Did he experience anti-Semitism among some of those rednecks? Probably. Was it important to him? Probably not; it happened. So he went about his business and spent time with people who experienced more prejudice than he did.
A corollary to the anti-Semitism question is the juxtaposition of Don Drysdale and Sandy Koufax, the blue-eyed blond Californian and the dark taciturn (?) Mediterranean. I heard the same kind of garbage in comparing Captain Kirk to Mr. Spock. I guess it’s a matter of taste. Personally, I always considered Mr. Spock a sexy character, and as I got older, Captain Kirk seemed more and more shallow.
Since the pivot of Leavy’s book is the Perfect Game, she talks a lot about Bob Hendley, the opposing pitcher. (It’s no accident, I think, that Hendley is still available for her to interview.) Hendley pitched a one-hitter that night, and Leavy goes into great detail about his being unique… I agree, it was very unusual, and he pitched a very good game. But somewhere Leavy has forgotten about Harvey Haddix, who lost a perfect game in the fifties. Haddix is quoted as saying, “I probably got more famous from losing the perfect game in thirteen innings than if I had won it in nine!” Now that’s unique, but Haddix has died and can’t offer any new sound bytes.
Two books, written thirty-five years past his greatest triumphs, seem to come the same conclusion. Sandy Koufax is a nice guy, a loyal friend, a man of good character, a “mensch.” They can’t seem to find anyone to say something bad about him, despite the fact that he is supposedly “aloof” and has “few friends.” Sorry, I don’t believe that. I suspect that he has little patience for fools and hangers-on. Good for him.

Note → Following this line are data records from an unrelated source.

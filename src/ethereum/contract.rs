use alloy::{
    eips::eip2718::Encodable2718,
    network::{EthereumWallet, TransactionBuilder},
    primitives::{Address, B256, U256},
    rpc::types::TransactionRequest,
    signers::local::PrivateKeySigner,
};
use anyhow::{anyhow, Context, Result};

use super::provider::ChainClient;
use super::{DecodedCallData, EthCallResult, MethodInfo};
use crate::abi::{
    encode_from_strings, AbiCatalogue, AbiResult, EncodeOptions, FunctionSpec, Mutability,
};

/// Decode hex call data (`0x` optional) against a JSON ABI.
pub fn decode_call_data(contract_abi: &str, input_data: &str) -> AbiResult<DecodedCallData> {
    let input_data = input_data.trim();
    let hex_part = input_data.strip_prefix("0x").unwrap_or(input_data);
    let data = hex::decode(hex_part)?;

    let catalogue = AbiCatalogue::parse(contract_abi)?;
    let decoded = catalogue.decode_call(&data)?;

    Ok(DecodedCallData {
        function_name: decoded.function.name.clone(),
        args: decoded.args,
    })
}

pub fn describe_method(function: &FunctionSpec) -> MethodInfo {
    MethodInfo {
        name: function.name.clone(),
        state_mutability: function.mutability.to_string(),
        selector: format!("0x{}", hex::encode(function.selector)),
        signature: function.signature(),
        inputs: function.inputs.iter().map(ToString::to_string).collect(),
        outputs: function.outputs.iter().map(ToString::to_string).collect(),
    }
}

/// List the functions of an ABI, optionally only those with one mutability.
pub fn list_methods(contract_abi: &str, filter: Option<Mutability>) -> AbiResult<Vec<MethodInfo>> {
    let catalogue = AbiCatalogue::parse(contract_abi)?;
    Ok(catalogue
        .functions_with(filter)
        .into_iter()
        .map(describe_method)
        .collect())
}

/// A contract method invocation described by string arguments.
#[derive(Debug, Clone, Copy)]
pub struct ContractCall<'a> {
    pub contract: Address,
    pub contract_abi: &'a str,
    pub method: &'a str,
    pub args: &'a [String],
}

impl ContractCall<'_> {
    fn encode<'c>(
        &self,
        catalogue: &'c AbiCatalogue,
        options: EncodeOptions,
    ) -> AbiResult<(&'c FunctionSpec, Vec<u8>)> {
        encode_from_strings(catalogue, self.method, self.args, options).map_err(|e| {
            tracing::error!("Failed to encode call to '{}': {}", self.method, e);
            e
        })
    }
}

/// Encode a call from string arguments, run it with `eth_call` and decode
/// the returned data against the function's outputs.
pub async fn eth_call(
    client: &dyn ChainClient,
    call: ContractCall<'_>,
    options: EncodeOptions,
) -> Result<EthCallResult> {
    let catalogue = AbiCatalogue::parse(call.contract_abi)?;
    let (function, data) = call.encode(&catalogue, options)?;

    tracing::debug!("eth_call {} on {}", function.signature(), call.contract);
    let output = client
        .call_contract(call.contract, data)
        .await
        .with_context(|| format!("eth_call to {} failed", function.signature()))?;

    let decoded = function.decode_outputs(&output).map_err(|e| {
        tracing::error!("Failed to decode output of '{}': {}", function.name, e);
        e
    })?;

    Ok(EthCallResult {
        raw_response: format!("0x{}", hex::encode(&output)),
        decoded,
    })
}

/// Parameters of a legacy contract-call transaction with zero value.
#[derive(Debug, Clone, PartialEq, Eq)]
pub struct LegacyCall {
    pub to: Address,
    pub data: Vec<u8>,
    pub nonce: u64,
    pub gas_price: u128,
    pub gas_limit: u64,
    pub chain_id: u64,
}

/// Sign a legacy transaction with EIP-155 replay protection. Returns the
/// transaction hash and its raw encoding.
pub async fn sign_legacy_transaction(
    signer: PrivateKeySigner,
    call: LegacyCall,
) -> Result<(B256, Vec<u8>)> {
    let wallet = EthereumWallet::from(signer);

    let request = TransactionRequest::default()
        .with_to(call.to)
        .with_nonce(call.nonce)
        .with_gas_price(call.gas_price)
        .with_gas_limit(call.gas_limit)
        .with_chain_id(call.chain_id)
        .with_value(U256::ZERO)
        .with_input(call.data);

    let envelope = request
        .build(&wallet)
        .await
        .map_err(|e| anyhow!("Failed to sign transaction: {}", e))?;

    Ok((*envelope.tx_hash(), envelope.encoded_2718()))
}

/// Settings applied to every transaction the gateway signs.
#[derive(Debug, Clone, Copy)]
pub struct TransactionSettings {
    pub gas_limit: u64,
    /// Used when the node reports chain id 0
    pub fallback_chain_id: u64,
}

/// Encode a contract call, sign it as a legacy transaction and broadcast it.
pub async fn send_transaction(
    client: &dyn ChainClient,
    signer: PrivateKeySigner,
    call: ContractCall<'_>,
    options: EncodeOptions,
    settings: TransactionSettings,
) -> Result<B256> {
    let catalogue = AbiCatalogue::parse(call.contract_abi)?;
    let (function, data) = call.encode(&catalogue, options)?;
    let contract = call.contract;

    let from = signer.address();
    let nonce = client
        .pending_nonce_at(from)
        .await
        .context("Failed to fetch pending nonce")?;
    let gas_price = client
        .suggest_gas_price()
        .await
        .context("Failed to fetch gas price")?;
    let chain_id = match client.chain_id().await.context("Failed to fetch chain id")? {
        0 => {
            tracing::warn!(
                "Node reported chain id 0, using configured chain id {}",
                settings.fallback_chain_id
            );
            settings.fallback_chain_id
        }
        id => id,
    };

    let call = LegacyCall {
        to: contract,
        data,
        nonce,
        gas_price,
        gas_limit: settings.gas_limit,
        chain_id,
    };
    let (hash, raw) = sign_legacy_transaction(signer, call).await?;

    tracing::info!(
        "Sending {} from {} to {} (nonce {}, chain {})",
        function.signature(),
        from,
        contract,
        nonce,
        chain_id
    );

    let sent = client
        .send_raw_transaction(&raw)
        .await
        .context("Failed to broadcast transaction")?;
    if sent != hash {
        tracing::warn!("Node reported hash {} for transaction {}", sent, hash);
    }

    Ok(hash)
}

According to Leavy, Sandy Koufax is teaching again. Not only is he coaching young pitchers, but he is speaking to scientists who are studying athletic motion and injuries. He made a diagram illustrating the motion – like a catapult. Now experts have made a computer model of it. He’s demonstrating what I’ve always said: nothing you ever learn is wasted. (You knew I would say that, didn’t you?)
Most interesting about the Leavy book is that it made me look back in a new way. The young man I admired is no longer young, though he’s certainly a good-lookin’ ol’ man. I have a son just about the age Sandy was when he retired from baseball. In other words, I’m old enough to be his (the young man’s) mother!
Now, as you may have read, I consider my son an exemplary young man, at least as nice as Sandy Koufax. As a matter of fact, I think the two of them have a lot in common and might just get along very well. But perfect though he may be…Son is no baseball pitcher!